* **WHAT YOU SHOULD DO**
All of the data that follows should be output again without any alteration.

(Data excerpts)
BEGIN

// Database models for Diesel
use diesel::prelude::*;
use shared_types::{StoreEmailRequest, Verdict};

/// Insertable struct for new scan records
#[derive(Debug, Clone, PartialEq, Eq, Insertable)]
#[diesel(table_name = crate::schema::scanned_emails)]
pub struct NewScanRecord {
    pub user_email: String,
    pub subject: String,
    pub sender: String,
    pub date: String,
    pub body: String,
    pub status: String,
    pub created_at: i64,
}

impl NewScanRecord {
    /// Build a record stamped with the current time.
    pub fn new(
        user_email: impl Into<String>,
        subject: impl Into<String>,
        sender: impl Into<String>,
        date: impl Into<String>,
        body: impl Into<String>,
        verdict: Verdict,
    ) -> Self {
        Self {
            user_email: user_email.into(),
            subject: subject.into(),
            sender: sender.into(),
            date: date.into(),
            body: body.into(),
            status: verdict.as_str().to_string(),
            created_at: chrono::Utc::now().timestamp(),
        }
    }

    /// True if `other` names the same logical email (user, subject, sender, date).
    pub fn same_identity(&self, other: &shared_types::ScanRecord) -> bool {
        self.user_email == other.user_email
            && self.subject == other.subject
            && self.sender == other.sender
            && self.date == other.date
    }

    pub fn from_request(req: StoreEmailRequest, verdict: Verdict) -> Self {
        Self::new(
            req.user_email,
            req.subject,
            req.sender,
            req.date,
            req.body,
            verdict,
        )
    }
}
//! Bearer-token checks for routes that read a user's scan history.

use axum::http::{header, HeaderMap};

use crate::error::{ApiError, ApiResult};
use crate::graph::{GraphClient, GraphError};

/// Token from an `Authorization: Bearer <token>` header, if present and non-empty.
pub fn extract_token_from_header(headers: &HeaderMap) -> Option<String> {
    headers
        .get(header::AUTHORIZATION)?
        .to_str()
        .ok()?
        .strip_prefix("Bearer ")
        .map(str::trim)
        .filter(|s| !s.is_empty())
        .map(|s| s.to_string())
}

/// Check that `token` belongs to the owner of `user_email`.
///
/// The owner is looked up with the provider's profile endpoint. A token the
/// provider refuses is treated as missing authentication; any other lookup
/// failure is a 500.
pub async fn authorize_mailbox_access(
    graph: &GraphClient,
    token: &str,
    user_email: &str,
) -> ApiResult<()> {
    let principal = match graph.user_principal_name(token).await {
        Ok(principal) => principal,
        Err(GraphError::Rejected { status: 401 }) => {
            tracing::warn!("Provider rejected bearer token");
            return Err(ApiError::Unauthorized(
                "Invalid or expired token".to_string(),
            ));
        }
        Err(e) => {
            tracing::error!("Profile lookup failed: {}", e);
            return Err(ApiError::Internal("Failed to verify user".to_string()));
        }
    };

    if !principal.eq_ignore_ascii_case(user_email) {
        tracing::warn!(
            "User {} tried to access emails for {}",
            principal,
            user_email
        );
        return Err(ApiError::Forbidden(
            "Not authorized to access these emails".to_string(),
        ));
    }

    Ok(())
}
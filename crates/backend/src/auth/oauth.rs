//! Authorize URL construction and authorization-code exchange.

use reqwest::{Client, Url};

use super::types::{AuthError, TokenRequest, TokenResponse};
use crate::config::ProviderConfig;

/// Fixed `state` value sent with every authorize request.
pub const ANTI_FORGERY_STATE: &str = "12345";

#[derive(Clone)]
pub struct OAuthClient {
    http: Client,
    config: ProviderConfig,
}

impl OAuthClient {
    pub fn new(http: Client, config: ProviderConfig) -> Self {
        Self { http, config }
    }

    /// `{login_base}/{tenant}/oauth2/v2.0/{name}`, with the tenant encoded as a path segment.
    fn endpoint(&self, name: &str) -> Result<Url, AuthError> {
        let mut url = Url::parse(&self.config.login_base_url)
            .map_err(|e| AuthError::InvalidEndpoint(e.to_string()))?;
        url.path_segments_mut()
            .map_err(|_| {
                AuthError::InvalidEndpoint(format!(
                    "{} cannot be used as a base URL",
                    self.config.login_base_url
                ))
            })?
            .pop_if_empty()
            .extend([self.config.tenant_id.as_str(), "oauth2", "v2.0", name]);
        Ok(url)
    }

    /// URL the browser is sent to for consent.
    pub fn authorize_url(&self) -> Result<String, AuthError> {
        let mut url = self.endpoint("authorize")?;
        url.query_pairs_mut()
            .append_pair("client_id", &self.config.client_id)
            .append_pair("response_type", "code")
            .append_pair("redirect_uri", &self.config.redirect_uri)
            .append_pair("response_mode", "query")
            .append_pair("scope", &self.config.scope)
            .append_pair("prompt", "consent")
            .append_pair("state", ANTI_FORGERY_STATE);
        Ok(url.into())
    }

    /// Exchange an authorization code for an access token.
    ///
    /// Token type and expiry in the response are not checked.
    pub async fn exchange_code(&self, code: &str) -> Result<String, AuthError> {
        let response = self
            .http
            .post(self.endpoint("token")?)
            .form(&TokenRequest {
                client_id: &self.config.client_id,
                scope: &self.config.scope,
                code,
                redirect_uri: &self.config.redirect_uri,
                grant_type: "authorization_code",
                client_secret: &self.config.client_secret,
            })
            .send()
            .await
            .map_err(AuthError::TokenExchange)?;

        let status = response.status();
        let body = response.text().await.map_err(AuthError::TokenExchange)?;
        tracing::info!("Token endpoint returned HTTP {}", status);

        let tokens: TokenResponse = serde_json::from_str(&body).map_err(AuthError::TokenDecode)?;

        match tokens.access_token.filter(|t| !t.is_empty()) {
            Some(token) => Ok(token),
            None => {
                tracing::warn!(
                    "Token response without access_token: {} {}",
                    tokens.error.as_deref().unwrap_or("unknown_error"),
                    tokens.error_description.as_deref().unwrap_or_default()
                );
                Err(AuthError::TokenMissing)
            }
        }
    }
}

END

* **TASK ANSWER**
// Database models for Diesel
use diesel::prelude::*;
use shared_types::{StoreEmailRequest, Verdict};

/// Insertable struct for new scan records
#[derive(Debug, Clone, PartialEq, Eq, Insertable)]
#[diesel(table_name = crate::schema::scanned_emails)]
pub struct NewScanRecord {
    pub user_email: String,
    pub subject: String,
    pub sender: String,
    pub date: String,
    pub body: String,
    pub status: String,
    pub created_at: i64,
}

impl NewScanRecord {
    /// Build a record stamped with the current time.
    pub fn new(
        user_email: impl Into<String>,
        subject: impl Into<String>,
        sender: impl Into<String>,
        date: impl Into<String>,
        body: impl Into<String>,
        verdict: Verdict,
    ) -> Self {
        Self {
            user_email: user_email.into(),
            subject: subject.into(),
            sender: sender.into(),
            date: date.into(),
            body: body.into(),
            status: verdict.as_str().to_string(),
            created_at: chrono::Utc::now().timestamp(),
        }
    }

    /// True if `other` names the same logical email (user, subject, sender, date).
    pub fn same_identity(&self, other: &shared_types::ScanRecord) -> bool {
        self.user_email == other.user_email
            && self.subject == other.subject
            && self.sender == other.sender
            && self.date == other.date
    }

    pub fn from_request(req: StoreEmailRequest, verdict: Verdict) -> Self {
        Self::new(
            req.user_email,
            req.subject,
            req.sender,
            req.date,
            req.body,
            verdict,
        )
    }
}
//! Bearer-token checks for routes that read a user's scan history.

use axum::http::{header, HeaderMap};

use crate::error::{ApiError, ApiResult};
use crate::graph::{GraphClient, GraphError};

/// Token from an `Authorization: Bearer <token>` header, if present and non-empty.
pub fn extract_token_from_header(headers: &HeaderMap) -> Option<String> {
    headers
        .get(header::AUTHORIZATION)?
        .to_str()
        .ok()?
        .strip_prefix("Bearer ")
        .map(str::trim)
        .filter(|s| !s.is_empty())
        .map(|s| s.to_string())
}

/// Check that `token` belongs to the owner of `user_email`.
///
/// The owner is looked up with the provider's profile endpoint. A token the
/// provider refuses is treated as missing authentication; any other lookup
/// failure is a 500.
pub async fn authorize_mailbox_access(
    graph: &GraphClient,
    token: &str,
    user_email: &str,
) -> ApiResult<()> {
    let principal = match graph.user_principal_name(token).await {
        Ok(principal) => principal,
        Err(GraphError::Rejected { status: 401 }) => {
            tracing::warn!("Provider rejected bearer token");
            return Err(ApiError::Unauthorized(
                "Invalid or expired token".to_string(),
            ));
        }
        Err(e) => {
            tracing::error!("Profile lookup failed: {}", e);
            return Err(ApiError::Internal("Failed to verify user".to_string()));
        }
    };

    if !principal.eq_ignore_ascii_case(user_email) {
        tracing::warn!(
            "User {} tried to access emails for {}",
            principal,
            user_email
        );
        return Err(ApiError::Forbidden(
            "Not authorized to access these emails".to_string(),
        ));
    }

    Ok(())
}
filename crates/backend/src/auth/oauth.rs
//! Authorize URL construction and authorization-code exchange.

use reqwest::{Client, Url};

use super::types::{AuthError, TokenRequest, TokenResponse};
use crate::config::ProviderConfig;

/// Fixed `state` value sent with every authorize request.
pub const ANTI_FORGERY_STATE: &str = "12345";

#[derive(Clone)]
pub struct OAuthClient {
    http: Client,
    config: ProviderConfig,
}

impl OAuthClient {
    pub fn new(http: Client, config: ProviderConfig) -> Self {
        Self { http, config }
    }

    /// `{login_base}/{tenant}/oauth2/v2.0/{name}`, with the tenant encoded as a path segment.
    fn endpoint(&self, name: &str) -> Result<Url, AuthError> {
        let mut url = Url::parse(&self.config.login_base_url)
            .map_err(|e| AuthError::InvalidEndpoint(e.to_string()))?;
        url.path_segments_mut()
            .map_err(|_| {
                AuthError::InvalidEndpoint(format!(
                    "{} cannot be used as a base URL",
                    self.config.login_base_url
                ))
            })?
            .pop_if_empty()
            .extend([self.config.tenant_id.as_str(), "oauth2", "v2.0", name]);
        Ok(url)
    }

    /// URL the browser is sent to for consent.
    pub fn authorize_url(&self) -> Result<String, AuthError> {
        let mut url = self.endpoint("authorize")?;
        url.query_pairs_mut()
            .append_pair("client_id", &self.config.client_id)
            .append_pair("response_type", "code")
            .append_pair("redirect_uri", &self.config.redirect_uri)
            .append_pair("response_mode", "query")
            .append_pair("scope", &self.config.scope)
            .append_pair("prompt", "consent")
            .append_pair("state", ANTI_FORGERY_STATE);
        Ok(url.into())
    }

    /// Exchange an authorization code for an access token.
    ///
    /// Token type and expiry in the response are not checked.
    pub async fn exchange_code(&self, code: &str) -> Result<String, AuthError> {
        let response = self
            .http
            .post(self.endpoint("token")?)
            .form(&TokenRequest {
                client_id: &self.config.client_id,
                scope: &self.config.scope,
                code,
                redirect_uri: &self.config.redirect_uri,
                grant_type: "authorization_code",
                client_secret: &self.config.client_secret,
            })
            .send()
            .await
            .map_err(AuthError::TokenExchange)?;

        let status = response.status();
        let body = response.text().await.map_err(AuthError::TokenExchange)?;
        tracing::info!("Token endpoint returned HTTP {}", status);

        let tokens: TokenResponse = serde_json::from_str(&body).map_err(AuthError::TokenDecode)?;

        match tokens.access_token.filter(|t| !t.is_empty()) {
            Some(token) => Ok(token),
            None => {
                tracing::warn!(
                    "Token response without access_token: {} {}",
                    tokens.error.as_deref().unwrap_or("unknown_error"),
                    tokens.error_description.as_deref().unwrap_or_default()
                );
                Err(AuthError::TokenMissing)
            }
        }
    }
}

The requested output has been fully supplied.